Posted by: C.D. Reimer in 2009 on 8 Apr 2009
When I finished chapter 35 of my first novel this week, I fell shy of hitting the magic 90,000 words / 500 pages mark. (My chapters have gotten shorter since I switched from writing in longhand to using a typewriter.) Ten months after I started writing the rough draft, I still have 200 pages to write over the next two months before I'm done. A long journey to get this far with the end now in sight.
What will happen after the rough draft is done? Nothing.

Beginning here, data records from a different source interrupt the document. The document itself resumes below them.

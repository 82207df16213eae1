//! Model registry access
//!
//! - [`types`]: registry entities as returned by the REST API
//! - [`client`]: the [`ModelRegistry`] trait and its HTTP implementation
//! - [`client_set`]: one client per configured registry endpoint
//! - [`discovery`]: resolving registry endpoints from cluster routes

#![deny(missing_docs)]

pub mod client;
pub mod client_set;
pub mod discovery;
pub mod types;

pub use client::{ModelRegistry, RegistryRestClient};
pub use client_set::RegistryClientSet;
pub use types::{
    ArtifactState, CustomProperties, InferenceServiceRecord, InferenceServiceState, MetadataValue,
    ModelArtifact, ModelVersion, RegisteredModel, RegistryState, ServingEnvironment,
};

/// Base path of the model registry REST API
pub const REGISTRY_BASE_PATH: &str = "/api/model_registry/v1alpha3";

/// Base path of the model catalog REST API served next to the registry
pub const CATALOG_BASE_PATH: &str = "/api/model_catalog/v1alpha1";
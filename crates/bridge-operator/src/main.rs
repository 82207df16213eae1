//! Model catalog bridge - keeps a developer-portal catalog in sync with
//! model deployments and model registries

use clap::{Args, Parser, Subcommand};

use bridge_common::config::{
    NormalizerSettings, StorageBackendKind, StorageServerConfig, DEFAULT_HTTP_TIMEOUT,
};
use bridge_common::telemetry::{init_telemetry, LogFormat, TelemetryConfig};
use bridge_common::DEFAULT_STORAGE_PORT;

mod controller_runner;
mod startup;
mod storage;

/// Model catalog bridge
#[derive(Parser, Debug)]
#[command(name = "model-catalog-bridge", version, about, long_about = None)]
struct Cli {
    /// Log line encoding (json or text)
    #[arg(long, env = "LOG_FORMAT", default_value = "json", global = true)]
    log_format: LogFormat,

    #[command(subcommand)]
    command: Commands,
}

#[derive(Subcommand, Debug)]
enum Commands {
    /// Run the normalizer controller
    ///
    /// Watches InferenceServices, correlates them with the configured model
    /// registries and pushes catalog records to the storage tier. A periodic
    /// full pass submits the current key set so stale records are removed.
    Controller(ControllerArgs),

    /// Run the storage tier HTTP server
    Storage(StorageArgs),
}

#[derive(Args, Debug)]
struct ControllerArgs {
    /// Output encoding: JsonArrayFormat or CatalogInfoYamlFormat
    #[arg(long, env = "NORMALIZER_FORMAT")]
    normalizer_format: Option<String>,

    /// Interval between full passes, e.g. 2m or 30s
    #[arg(long, env = "POLLING_INTERVAL")]
    polling_interval: Option<String>,

    /// Owner used when no source names one
    #[arg(long, env = "DEFAULT_OWNER")]
    default_owner: Option<String>,

    /// Lifecycle used when no source names one
    #[arg(long, env = "DEFAULT_LIFECYCLE")]
    default_lifecycle: Option<String>,

    /// Comma-separated registry routes, `name` or `namespace:name`
    #[arg(long, env = "MODEL_REGISTRY_ROUTE")]
    model_registry_route: Option<String>,

    /// Comma-separated registry base URLs, bypassing route discovery
    #[arg(long, env = "MODEL_REGISTRY_URL")]
    model_registry_url: Option<String>,

    /// Bearer token for registry calls
    #[arg(long, env = "MODEL_REGISTRY_TOKEN", hide_env_values = true)]
    model_registry_token: Option<String>,

    /// Storage tier base URL
    #[arg(long, env = "STORAGE_URL")]
    storage_url: Option<String>,

    /// Pod IP; the storage tier is assumed at port 7070 on it when no URL is set
    #[arg(long, env = "POD_IP")]
    pod_ip: Option<String>,

    /// Upper bound on concurrent reconcile cycles
    #[arg(long, env = "MAX_CONCURRENT_RECONCILES")]
    max_concurrent_reconciles: Option<u16>,

    /// Timeout for registry and storage calls, in seconds
    #[arg(long, env = "HTTP_TIMEOUT_SECS")]
    http_timeout_secs: Option<u64>,
}

impl ControllerArgs {
    fn settings(&self) -> NormalizerSettings {
        NormalizerSettings {
            format: self.normalizer_format.clone(),
            polling_interval: self.polling_interval.clone(),
            default_owner: self.default_owner.clone(),
            default_lifecycle: self.default_lifecycle.clone(),
            registry_routes: self.model_registry_route.clone(),
            registry_url: self.model_registry_url.clone(),
            registry_token: self.model_registry_token.clone(),
            storage_url: self.storage_url.clone(),
            pod_ip: self.pod_ip.clone(),
            max_concurrent_reconciles: self.max_concurrent_reconciles,
            http_timeout_secs: self.http_timeout_secs,
        }
    }
}

#[derive(Args, Debug)]
struct StorageArgs {
    /// Port to listen on
    #[arg(long, env = "STORAGE_PORT", default_value_t = DEFAULT_STORAGE_PORT)]
    port: u16,

    /// Record backend: memory or configmap
    #[arg(long, env = "STORAGE_TYPE", default_value = "memory")]
    storage_type: StorageBackendKind,

    /// Namespace of the ConfigMap backend
    #[arg(long, env = "STORAGE_NAMESPACE", default_value = "default")]
    namespace: String,

    /// Downstream location service notified of new and removed records
    #[arg(long, env = "LOCATION_URL")]
    location_url: Option<String>,

    /// Address the catalog importer uses to reach this server
    #[arg(long, env = "STORAGE_PUBLIC_URL")]
    public_url: Option<String>,

    /// Timeout for downstream notifications, in seconds
    #[arg(long, env = "HTTP_TIMEOUT_SECS")]
    http_timeout_secs: Option<u64>,
}

impl StorageArgs {
    fn config(&self) -> StorageServerConfig {
        let clean = |v: &Option<String>| {
            v.as_deref()
                .map(|s| s.trim().trim_end_matches('/').to_string())
                .filter(|s| !s.is_empty())
        };
        StorageServerConfig {
            port: self.port,
            backend: self.storage_type,
            namespace: self.namespace.trim().to_string(),
            location_url: clean(&self.location_url),
            public_url: clean(&self.public_url)
                .unwrap_or_else(|| format!("http://localhost:{}", self.port)),
            http_timeout: self
                .http_timeout_secs
                .filter(|s| *s > 0)
                .map(std::time::Duration::from_secs)
                .unwrap_or(DEFAULT_HTTP_TIMEOUT),
        }
    }
}

#[tokio::main]
async fn main() -> anyhow::Result<()> {
    let cli = Cli::parse();

    let service_name = match cli.command {
        Commands::Controller(_) => "bridge-normalizer",
        Commands::Storage(_) => "bridge-storage",
    };
    init_telemetry(TelemetryConfig {
        service_name: service_name.to_string(),
        format: cli.log_format,
    })?;

    match cli.command {
        Commands::Controller(args) => controller_runner::run(&args.settings()).await,
        Commands::Storage(args) => storage::run(&args.config()).await,
    }
}
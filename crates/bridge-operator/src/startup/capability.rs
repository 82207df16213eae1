//! Waiting for the InferenceService capability
//!
//! KServe may still be installing when the bridge starts. Rather than crash
//! loop, poll for the CRD and for a working cluster-wide list, giving up
//! after a bounded time.

use k8s_openapi::apiextensions_apiserver::pkg::apis::apiextensions::v1::CustomResourceDefinition;
use kube::api::{Api, ListParams};
use kube::Client;
use tracing::info;

use bridge_common::crd::{InferenceService, INFERENCE_SERVICE_CRD_NAME};
use bridge_common::polling::{wait_for_resource, CAPABILITY_POLL_INTERVAL, CAPABILITY_POLL_TIMEOUT};

/// Block until InferenceServices can be listed cluster-wide
pub async fn wait_for_inference_services(client: &Client) -> anyhow::Result<()> {
    let crds: Api<CustomResourceDefinition> = Api::all(client.clone());
    let services: Api<InferenceService> = Api::all(client.clone());

    wait_for_resource(
        "InferenceService CRD",
        CAPABILITY_POLL_TIMEOUT,
        CAPABILITY_POLL_INTERVAL,
        || {
            let crds = crds.clone();
            async move {
                crds.get_opt(INFERENCE_SERVICE_CRD_NAME)
                    .await
                    .map(|crd| crd.map(|_| ()))
                    .map_err(|e| e.to_string())
            }
        },
    )
    .await
    .map_err(|e| anyhow::anyhow!("KServe is not installed: {e}"))?;

    wait_for_resource(
        "InferenceService list",
        CAPABILITY_POLL_TIMEOUT,
        CAPABILITY_POLL_INTERVAL,
        || {
            let services = services.clone();
            async move {
                services
                    .list(&ListParams::default().limit(1))
                    .await
                    .map(|_| Some(()))
                    .map_err(|e| e.to_string())
            }
        },
    )
    .await
    .map_err(|e| anyhow::anyhow!("cannot list InferenceServices: {e}"))?;

    info!(crd = INFERENCE_SERVICE_CRD_NAME, "InferenceService capability available");
    Ok(())
}
//! Record persistence
//!
//! [`BridgeStorage`] is a narrow key/value interface. Backends do no
//! locking of their own beyond what a single call needs; the server
//! serializes read-compare-write sequences.

use std::collections::BTreeMap;

use async_trait::async_trait;
use tokio::sync::RwLock;

#[cfg(test)]
use mockall::automock;

use bridge_common::{Error, ImportKey};

use crate::wire::StoredRecord;

/// Key/value persistence for catalog records
#[cfg_attr(test, automock)]
#[async_trait]
pub trait BridgeStorage: Send + Sync {
    /// Read one record
    async fn get(&self, key: &ImportKey) -> Result<Option<StoredRecord>, Error>;

    /// Write one record, replacing any existing one
    async fn put(&self, key: &ImportKey, record: StoredRecord) -> Result<(), Error>;

    /// Delete one record; returns whether it existed
    async fn remove(&self, key: &ImportKey) -> Result<bool, Error>;

    /// Every stored key, sorted
    async fn list_keys(&self) -> Result<Vec<ImportKey>, Error>;
}

/// Process-local storage
#[derive(Debug, Default)]
pub struct MemoryStorage {
    records: RwLock<BTreeMap<ImportKey, StoredRecord>>,
}

impl MemoryStorage {
    /// Create an empty store
    pub fn new() -> Self {
        Self::default()
    }
}

#[async_trait]
impl BridgeStorage for MemoryStorage {
    async fn get(&self, key: &ImportKey) -> Result<Option<StoredRecord>, Error> {
        Ok(self.records.read().await.get(key).cloned())
    }

    async fn put(&self, key: &ImportKey, record: StoredRecord) -> Result<(), Error> {
        self.records.write().await.insert(key.clone(), record);
        Ok(())
    }

    async fn remove(&self, key: &ImportKey) -> Result<bool, Error> {
        Ok(self.records.write().await.remove(key).is_some())
    }

    async fn list_keys(&self) -> Result<Vec<ImportKey>, Error> {
        Ok(self.records.read().await.keys().cloned().collect())
    }
}
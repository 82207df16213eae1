//! Encoders for the normalized entity graph
//!
//! - [`json`]: a single `ModelCatalog` JSON document
//! - [`catalog_info`]: Backstage catalog-info YAML documents

pub mod catalog_info;
pub mod json;

use bridge_common::config::NormalizerFormat;
use bridge_common::Error;

use crate::entity::NormalizedEntity;

/// Render `entity` in the configured format
pub fn encode(entity: &NormalizedEntity, format: NormalizerFormat) -> Result<Vec<u8>, Error> {
    let encoded = match format {
        NormalizerFormat::JsonArray => json::encode(entity).map_err(|e| e.to_string()),
        NormalizerFormat::CatalogInfoYaml => {
            catalog_info::encode(entity).map_err(|e| e.to_string())
        }
    };
    encoded.map_err(|e| Error::serialization_for_format(format.as_str(), e))
}

#[cfg(test)]
pub(crate) mod fixtures {
    use bridge_common::ImportKey;
    use bridge_storage::Provenance;

    use crate::entity::{ApiEntity, ApiType, ModelEntity, NormalizedEntity, ServerEntity};

    /// The mnist entity, with or without a server
    pub fn entity(served: bool) -> NormalizedEntity {
        let model = ModelEntity {
            name: "mnist-v1".to_string(),
            owner: "team".to_string(),
            lifecycle: "development".to_string(),
            description: "digits".to_string(),
            tags: ["onnx".to_string()].into(),
            artifact_location_url: Some("https://host/mnist.onnx".to_string()),
            how_to_use_url: Some("https://docs".to_string()),
            ..Default::default()
        };
        let server = served.then(|| ServerEntity {
            name: "ns-mnist-v1".to_string(),
            owner: "team".to_string(),
            lifecycle: "development".to_string(),
            authentication: true,
            api: ApiEntity {
                url: "https://kserve.example".to_string(),
                spec: "TBD".to_string(),
                api_type: ApiType::Grpc,
                ..Default::default()
            },
            ..Default::default()
        });
        NormalizedEntity {
            key: ImportKey::parse("mnist_v1").unwrap(),
            provenance: Provenance::Registry,
            last_update: 1,
            model,
            server,
            model_card_source: None,
        }
    }
}
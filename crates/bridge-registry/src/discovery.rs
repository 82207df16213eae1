//! Registry endpoint discovery
//!
//! Registry endpoints come from two places: base URLs given directly in
//! configuration, and cluster routes named by route hints. A route is used
//! only once its ingress has been admitted. Every lookup is bounded by the
//! configured HTTP timeout so a slow API server cannot stall startup.

use std::sync::Arc;

use async_trait::async_trait;
use kube::api::{ApiResource, DynamicObject, GroupVersionKind};
use kube::{Api, Client};
use serde_json::Value;
use tracing::{info, warn};

#[cfg(test)]
use mockall::automock;

use bridge_common::config::{NormalizerConfig, RouteHint};
use bridge_common::Error;

use crate::client::{ModelRegistry, RegistryRestClient};
use crate::client_set::RegistryClientSet;

/// Resolves a route hint into a registry base URL
#[cfg_attr(test, automock)]
#[async_trait]
pub trait RouteResolver: Send + Sync {
    /// Base URL of the route, or `None` if it does not exist or is not admitted
    async fn resolve(&self, hint: &RouteHint) -> Result<Option<String>, Error>;
}

/// Resolves OpenShift routes through the Kubernetes API
pub struct KubeRouteResolver {
    client: Client,
    resource: ApiResource,
}

impl KubeRouteResolver {
    /// Create a resolver using the given client
    pub fn new(client: Client) -> Self {
        let gvk = GroupVersionKind::gvk("route.openshift.io", "v1", "Route");
        Self {
            client,
            resource: ApiResource::from_gvk(&gvk),
        }
    }
}

/// Extract the base URL of an admitted route from its JSON body
pub fn admitted_route_url(route: &Value) -> Option<String> {
    let admitted = route
        .pointer("/status/ingress")
        .and_then(Value::as_array)
        .into_iter()
        .flatten()
        .flat_map(|ingress| {
            ingress
                .get("conditions")
                .and_then(Value::as_array)
                .into_iter()
                .flatten()
        })
        .any(|c| {
            c.get("type").and_then(Value::as_str) == Some("Admitted")
                && c.get("status").and_then(Value::as_str) == Some("True")
        });
    if !admitted {
        return None;
    }

    let host = route
        .pointer("/spec/host")
        .and_then(Value::as_str)
        .filter(|h| !h.is_empty())?;
    let scheme = if route.pointer("/spec/tls").is_some_and(|t| !t.is_null()) {
        "https"
    } else {
        "http"
    };
    Some(format!("{scheme}://{host}"))
}

#[async_trait]
impl RouteResolver for KubeRouteResolver {
    async fn resolve(&self, hint: &RouteHint) -> Result<Option<String>, Error> {
        let api: Api<DynamicObject> =
            Api::namespaced_with(self.client.clone(), &hint.namespace, &self.resource);
        let Some(route) = api.get_opt(&hint.name).await? else {
            return Ok(None);
        };
        let body = serde_json::to_value(&route)
            .map_err(|e| Error::serialization(format!("route {}: {e}", hint.name)))?;
        Ok(admitted_route_url(&body))
    }
}

/// Build the client set for a configuration.
///
/// Endpoints that fail to resolve are logged and left out; an empty set is
/// valid and means every deployment is treated as cluster-only.
pub async fn build_client_set(
    config: &NormalizerConfig,
    resolver: &dyn RouteResolver,
) -> RegistryClientSet {
    let mut urls: Vec<String> = config.registry_urls.clone();

    for hint in &config.route_hints {
        match tokio::time::timeout(config.http_timeout, resolver.resolve(hint)).await {
            Ok(Ok(Some(url))) => {
                info!(
                    namespace = %hint.namespace,
                    route = %hint.name,
                    url = %url,
                    "Resolved registry route"
                );
                urls.push(url);
            }
            Ok(Ok(None)) => {
                warn!(
                    namespace = %hint.namespace,
                    route = %hint.name,
                    "Registry route not found or not admitted"
                );
            }
            Ok(Err(e)) => {
                warn!(
                    namespace = %hint.namespace,
                    route = %hint.name,
                    error = %e,
                    "Registry route lookup failed"
                );
            }
            Err(_) => {
                warn!(
                    namespace = %hint.namespace,
                    route = %hint.name,
                    "Registry route lookup timed out"
                );
            }
        }
    }

    let mut set = RegistryClientSet::new();
    for url in urls {
        match RegistryRestClient::new(&url, config.registry_token.clone(), config.http_timeout) {
            Ok(client) => set.insert(Arc::new(client) as Arc<dyn ModelRegistry>),
            Err(e) => warn!(url = %url, error = %e, "Skipping registry endpoint"),
        }
    }
    set
}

I will forget everything about my first novel by hiding the reading copy (double spaced pages printed on orange paper to discourage editing with a red pen), taking down the sticky notes from the brainstorming board, and working on other projects for three months. When that time passes, I will spend a month evaluating the rough draft, going through all the notebooks, and putting together a detailed chapter-by-chapter outline. Then spend the next four months creating the first draft from scratch, take a one month break, and spend another four months polishing the second draft. I should have a finished manuscript to shop around in Summer 2010.
I'm looking forward to the three month break. I have a finished vampire novella that I spent two years working on that need to be polished for publication. When that's done, I can drop the novella into my short story collection to shop around. Still got two dozen short stories I'm flogging around in a cruel world of rejection slips. I'll be outlining my second novel that will be written while editing my first novel.
When I started out three years ago to get serious about being a writer, I thought things would get easier after a while. Kinda like the Sprint commercial that's being shown at the movie theaters where a writer gets a call from his agent that a deal went through, Hollywood producers transforming his story into something else, and he's giving approval while holding hands with his girlfriend in a car dealership. Although that commercial is about how one phone call can ruin a good thing, I get ticked off since my writing life is nothing like that.
I'm still waiting for the girlfriend and car dealership thing to happen.